Às vezes chegamos a acreditar, no meio deste caminho sem margens, que depois não haverá mais nada; que não se poderá encontrar nada do outro lado, no fim desta planura rachada de gretas e de arroios secos. Mas sim, há algo. Há uma aldeia. Ouvem-se a ladrar os cães e sente-se no ar o cheiro do fumo, e saboreia-se esse cheiro de gente como se fosse uma esperança.
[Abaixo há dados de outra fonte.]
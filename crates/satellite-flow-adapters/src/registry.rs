//! Chain and asset registry.
//!
//! Stand-in for the hosted chain SDK: the chains the bridge spans, the
//! assets depositable from each, and the minimum-deposit fee schedule.

use bigdecimal::num_bigint::BigInt;
use bigdecimal::BigDecimal;

use satellite_flow_core::{AssetInfo, ChainInfo, ChainModule};

pub fn supported_chains() -> Vec<ChainInfo> {
    vec![
        ChainInfo::new("Ethereum", "ETH", ChainModule::Evm),
        ChainInfo::new("Avalanche", "AVAX", ChainModule::Evm),
        ChainInfo::new("Polygon", "MATIC", ChainModule::Evm),
        ChainInfo::new("Fantom", "FTM", ChainModule::Evm),
        ChainInfo::new("Moonbeam", "GLMR", ChainModule::Evm),
        ChainInfo::new("Axelar", "AXL", ChainModule::Ibc),
        ChainInfo::new("Cosmoshub", "ATOM", ChainModule::Ibc),
        ChainInfo::new("Osmosis", "OSMO", ChainModule::Ibc),
        ChainInfo::new("Terra", "LUNA", ChainModule::Terra),
    ]
}

fn asset(symbol: &str, decimals: u32, common_key: &str, native_chain: Option<&str>) -> AssetInfo {
    AssetInfo {
        asset_symbol: symbol.to_owned(),
        decimals,
        common_key: common_key.to_owned(),
        native_chain: native_chain.map(str::to_owned),
    }
}

fn ust() -> AssetInfo {
    asset("UST", 6, "uusd", Some("terra"))
}

fn luna() -> AssetInfo {
    asset("LUNA", 6, "uluna", Some("terra"))
}

fn usdc() -> AssetInfo {
    asset("USDC", 6, "uusdc", None)
}

/// Assets depositable from a chain. EVM chains additionally accept their
/// native token (wrapped automatically on deposit).
pub fn assets_for_chain(chain: &ChainInfo) -> Vec<AssetInfo> {
    let mut assets = vec![ust(), usdc()];
    match chain.module {
        ChainModule::Evm => {
            let key = format!("{}-wei", chain.chain_symbol.to_lowercase());
            assets.push(asset(
                &chain.chain_symbol,
                18,
                &key,
                Some(&chain.chain_name.to_lowercase()),
            ));
        }
        ChainModule::Ibc => {
            let key = format!("u{}", chain.chain_symbol.to_lowercase());
            assets.push(asset(
                &chain.chain_symbol,
                6,
                &key,
                Some(&chain.chain_name.to_lowercase()),
            ));
        }
        ChainModule::Terra => {
            assets.push(luna());
        }
    }
    assets
}

pub fn find_asset(chain: &ChainInfo, asset_symbol: &str) -> Option<AssetInfo> {
    assets_for_chain(chain)
        .into_iter()
        .find(|a| a.asset_symbol.eq_ignore_ascii_case(asset_symbol))
}

/// Minimum deposit the bridge keeps as its fee. EVM destinations cost an
/// order of magnitude more than Cosmos-side ones.
pub fn min_deposit_amount(
    asset: &AssetInfo,
    _source: &ChainInfo,
    destination: &ChainInfo,
) -> Option<BigDecimal> {
    // (digits, scale): value = digits * 10^-scale.
    let (digits, scale): (i64, i64) = match asset.common_key.as_str() {
        "uusd" => (5, 1),                            // 0.5 UST
        "uluna" => (2, 1),                           // 0.2 LUNA
        "uusdc" => (1, 0),                           // 1 USDC
        "uaxl" => (1, 1),                            // 0.1 AXL
        "uatom" => (5, 2),                           // 0.05 ATOM
        "uosmo" => (5, 1),                           // 0.5 OSMO
        key if key.ends_with("-wei") => (1, 2),      // 0.01 native EVM token
        _ => return None,
    };
    let base = BigDecimal::new(BigInt::from(digits), scale);
    let multiplier = match destination.module {
        ChainModule::Evm => BigDecimal::from(10),
        ChainModule::Ibc | ChainModule::Terra => BigDecimal::from(1),
    };
    Some(base * multiplier)
}

#[cfg(test)]
mod tests {
    use super::*;
    use std::str::FromStr;

    fn chain(name: &str, module: ChainModule) -> ChainInfo {
        ChainInfo::new(name, "SYM", module)
    }

    #[test]
    fn every_chain_offers_ust() {
        for chain in supported_chains() {
            assert!(
                find_asset(&chain, "UST").is_some(),
                "UST missing on {}",
                chain.chain_name
            );
        }
    }

    #[test]
    fn evm_chains_list_their_native_token() {
        let avalanche = ChainInfo::new("Avalanche", "AVAX", ChainModule::Evm);
        let native = find_asset(&avalanche, "AVAX").expect("native asset");
        assert_eq!(native.decimals, 18);
        assert!(native.is_native_on(&avalanche));
    }

    #[test]
    fn evm_destination_multiplies_the_fee() {
        let terra = ChainInfo::new("Terra", "LUNA", ChainModule::Terra);
        let to_evm = min_deposit_amount(&ust(), &terra, &chain("Ethereum", ChainModule::Evm))
            .expect("fee");
        let to_ibc = min_deposit_amount(&ust(), &terra, &chain("Osmosis", ChainModule::Ibc))
            .expect("fee");
        assert_eq!(to_evm, BigDecimal::from_str("5").expect("five"));
        assert_eq!(to_ibc, BigDecimal::from_str("0.5").expect("half"));
    }

    #[test]
    fn unknown_asset_has_no_fee_entry() {
        let mystery = AssetInfo {
            asset_symbol: "WAT".to_owned(),
            decimals: 6,
            common_key: "uwat".to_owned(),
            native_chain: None,
        };
        let terra = ChainInfo::new("Terra", "LUNA", ChainModule::Terra);
        assert!(min_deposit_amount(&mystery, &terra, &terra).is_none());
    }
}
Mas a aldeia está ainda muito para lá. É o vento que a aproxima.
Viemos caminhando desde o amanhecer. Agorinha devem ser para aí umas quarto da tarde. Alguém se assoma ao céu, estica os olhos para onde o sol está pendurado e diz:
- São para aí umas quarto da tarde.
Esse alguém é o Melitón. Com ele vamos ver o Faustino, o Esteban e eu. Somos quarto. Eu conto-os: dois à frente, outros dois atrás. Olhos mais para trás e não vejo ninguém. Então digo para mim próprio Já pouco, aí às onze, éramos vinte e tal; mas pouco a pouco foram-se dispersando até não ficar mais nada que este novelo que somos nós.
Faustino diz:
- Pode ser que chova.
Todos levantamos a cara e olhamos uma nuvem negra e pesada que passa por cima das nossas cabeças. E pensamos:
Não dizemos o que pensamos. Há bastante tempo que se nos acabou a vontade de falar. Acabou-se com o calor. Uma pessoa conversaria com muito gosto noutro sítio, mas aqui dá muito trabalho. Uma pessoa põe-se a conversar aqui e as palavras aquecem na boca com o calor lá de fora, e secam-nos a língua até nos deixarem sem fôlego.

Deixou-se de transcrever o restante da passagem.